How are we to confront this issue? As religious, this is an even more important question because we carry the responsibility to preach in our actions as well as our words, perhaps even more importantly in the actions. The simplest of actions is courtesy. “Good morning.” More complex actions are feeding, clothing, embracing by allowing people to speak, to be heard. Harm reduction is a concept that is challenging to accept, but I think it is critical as sacramentarians that we entertain the notion that harm reduction models, although not conforming with what we may feel are conventional methods of treatment, are perhaps more effective in the long run because most harm reduction models operate on the principle that every human being is able to make decisions for themselves, and while we may not agree with those choices, our responsibility as Christians is to provide support, to provide love.

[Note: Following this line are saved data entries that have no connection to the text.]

use crate::core::subjects::{contains_term, normalize_text};
use crate::models::{CareerInterestTaxonomy, InterestCategory};

/// A keyword at least this strong decides a category match on its own
pub const STRONG_KEYWORD_WEIGHT: f64 = 0.5;

/// Weak keywords match a category once their weights add up to this
pub const CUMULATIVE_MATCH_WEIGHT: f64 = 1.0;

/// Slack for float error when summing weak keyword weights
const WEIGHT_EPSILON: f64 = 1e-9;

/// Relationship between a course and the requester's declared interests
#[derive(Debug, Clone, Default, PartialEq, Eq)]
pub struct InterestClassification {
    pub aligned: bool,
    pub conflicting: bool,
    /// Declared interest the course aligned with first
    pub aligned_with: Option<String>,
}

#[derive(Debug, Clone)]
struct ResolvedCategory {
    name: String,
    keywords: Vec<(String, f64)>,
}

impl ResolvedCategory {
    fn from_category(category: &InterestCategory) -> Self {
        Self {
            name: category.name.clone(),
            keywords: category
                .keywords
                .iter()
                .map(|k| (normalize_text(&k.term), k.weight))
                .filter(|(term, _)| !term.is_empty())
                .collect(),
        }
    }

    /// Keywords are walked in priority order; first strong hit wins
    fn matches(&self, text: &str) -> bool {
        let mut accumulated = 0.0;
        for (term, weight) in &self.keywords {
            if !contains_term(text, term) {
                continue;
            }
            if *weight >= STRONG_KEYWORD_WEIGHT {
                return true;
            }
            accumulated += weight;
            if accumulated >= CUMULATIVE_MATCH_WEIGHT - WEIGHT_EPSILON {
                return true;
            }
        }
        false
    }
}

/// Declared interests resolved against the taxonomy, built once per request
#[derive(Debug, Clone, Default)]
pub struct InterestFilter {
    declared: Vec<ResolvedCategory>,
    conflicts: Vec<ResolvedCategory>,
}

impl InterestFilter {
    pub fn new(declared: &[String], taxonomy: &CareerInterestTaxonomy) -> Self {
        let mut resolved = Vec::new();
        let mut known: Vec<&InterestCategory> = Vec::new();

        for interest in declared {
            if interest.trim().is_empty() {
                continue;
            }
            match taxonomy.find(interest) {
                Some(category) => {
                    known.push(category);
                    resolved.push(ResolvedCategory::from_category(category));
                }
                None => {
                    tracing::debug!(interest = %interest, "Interest not in taxonomy, matching on its text");
                    resolved.push(ResolvedCategory::from_category(&InterestCategory::ad_hoc(interest)));
                }
            }
        }

        let conflicts = taxonomy
            .categories
            .iter()
            .filter(|c| known.iter().any(|d| d.conflicts_with(&c.name)))
            .filter(|c| !resolved.iter().any(|d| d.name.eq_ignore_ascii_case(&c.name)))
            .map(ResolvedCategory::from_category)
            .collect();

        Self {
            declared: resolved,
            conflicts,
        }
    }

    pub fn is_active(&self) -> bool {
        !self.declared.is_empty()
    }

    /// Classify course text against the declared interests
    pub fn classify(&self, text: &str) -> InterestClassification {
        if !self.is_active() {
            return InterestClassification::default();
        }

        let text = normalize_text(text);

        if let Some(category) = self.declared.iter().find(|c| c.matches(&text)) {
            return InterestClassification {
                aligned: true,
                conflicting: false,
                aligned_with: Some(category.name.clone()),
            };
        }

        InterestClassification {
            aligned: false,
            conflicting: self.conflicts.iter().any(|c| c.matches(&text)),
            aligned_with: None,
        }
    }

    /// Strict gate: with declared interests only aligned courses pass
    pub fn admits(&self, classification: &InterestClassification) -> bool {
        !self.is_active() || classification.aligned
    }
}

/// One-shot classification of a course text
pub fn classify(
    text: &str,
    declared: &[String],
    taxonomy: &CareerInterestTaxonomy,
) -> InterestClassification {
    InterestFilter::new(declared, taxonomy).classify(text)
}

No matter the level of involvement we choose to undertake, be it simply saying hello or more complex involvement as advocates, unless we treat every human being with the same reverence and respect we would the Blessed Sacrament we are operating from a place of privilege, and our encounter with Christ will be minimal if at all. Saint Francis understood the need to break past the barriers we create for ourselves, the barriers that in their safety kept us isolated from God’s love. We as Catholics, especially as Independents, must excessively break these barriers in order to include everyone who has been excluded, but more importantly, so that we as Christians might better encounter Christ as He would want us to encounter Him.